Given records:
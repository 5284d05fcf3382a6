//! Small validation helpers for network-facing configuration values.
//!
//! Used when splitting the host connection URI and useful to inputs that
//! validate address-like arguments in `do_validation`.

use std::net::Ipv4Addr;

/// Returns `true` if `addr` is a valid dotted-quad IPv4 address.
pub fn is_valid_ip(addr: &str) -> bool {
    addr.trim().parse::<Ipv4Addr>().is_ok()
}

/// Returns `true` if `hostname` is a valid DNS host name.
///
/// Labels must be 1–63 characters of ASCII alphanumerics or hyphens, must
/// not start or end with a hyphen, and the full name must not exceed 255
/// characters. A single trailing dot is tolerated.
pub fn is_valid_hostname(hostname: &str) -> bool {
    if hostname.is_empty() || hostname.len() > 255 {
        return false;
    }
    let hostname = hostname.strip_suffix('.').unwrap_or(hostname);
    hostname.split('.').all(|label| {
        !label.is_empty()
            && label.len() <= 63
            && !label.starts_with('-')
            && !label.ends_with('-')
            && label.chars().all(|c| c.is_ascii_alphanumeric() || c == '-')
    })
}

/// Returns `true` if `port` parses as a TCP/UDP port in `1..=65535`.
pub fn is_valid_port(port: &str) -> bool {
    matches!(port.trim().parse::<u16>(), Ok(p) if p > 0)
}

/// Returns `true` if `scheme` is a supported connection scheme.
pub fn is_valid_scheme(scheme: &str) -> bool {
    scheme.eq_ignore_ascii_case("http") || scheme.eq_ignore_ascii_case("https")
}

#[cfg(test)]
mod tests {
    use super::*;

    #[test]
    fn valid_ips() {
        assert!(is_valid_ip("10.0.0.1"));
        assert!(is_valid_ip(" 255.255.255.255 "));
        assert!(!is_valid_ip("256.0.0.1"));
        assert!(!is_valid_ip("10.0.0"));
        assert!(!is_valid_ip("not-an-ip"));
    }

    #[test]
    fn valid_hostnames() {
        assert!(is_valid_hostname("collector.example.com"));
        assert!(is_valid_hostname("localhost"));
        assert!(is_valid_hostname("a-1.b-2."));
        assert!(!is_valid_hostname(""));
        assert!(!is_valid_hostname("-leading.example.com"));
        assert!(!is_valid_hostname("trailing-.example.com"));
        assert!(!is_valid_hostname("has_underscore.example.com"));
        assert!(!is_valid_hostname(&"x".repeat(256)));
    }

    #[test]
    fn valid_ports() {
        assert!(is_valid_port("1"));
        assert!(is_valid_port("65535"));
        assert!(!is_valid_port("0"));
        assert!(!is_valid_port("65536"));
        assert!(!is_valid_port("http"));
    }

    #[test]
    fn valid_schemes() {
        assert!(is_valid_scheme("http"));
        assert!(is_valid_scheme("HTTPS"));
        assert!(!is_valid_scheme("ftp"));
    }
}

About this exercise: The word "must" appears in some lines of the data. Copy every one of those lines.

Exercise response:
/// Labels must be 1–63 characters of ASCII alphanumerics or hyphens, must
/// not start or end with a hyphen, and the full name must not exceed 255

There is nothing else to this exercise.